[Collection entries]
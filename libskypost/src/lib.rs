//! Skypost - a command-line client for Bluesky
//!
//! This library holds everything behind the `skypost` binary: credential
//! storage, image normalization, hashtag facets, post composition, and
//! notification reading, all against the [`bluesky::BlueskyApi`] seam.

pub mod bluesky;
pub mod composer;
pub mod config;
pub mod credentials;
pub mod error;
pub mod facets;
pub mod image;
pub mod logging;
pub mod notifications;

// Re-export commonly used types
pub use bluesky::{authenticate, BlueskyApi};
pub use composer::PostDraft;
pub use config::Config;
pub use credentials::{ClearOutcome, CredentialManager};
pub use error::{Result, SkypostError};
pub use facets::{extract_hashtags, Facet};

Work request: Your answer should consist of copies of the lines above that include the string "error".

Output of the task:
pub mod error;
pub use error::{Result, SkypostError};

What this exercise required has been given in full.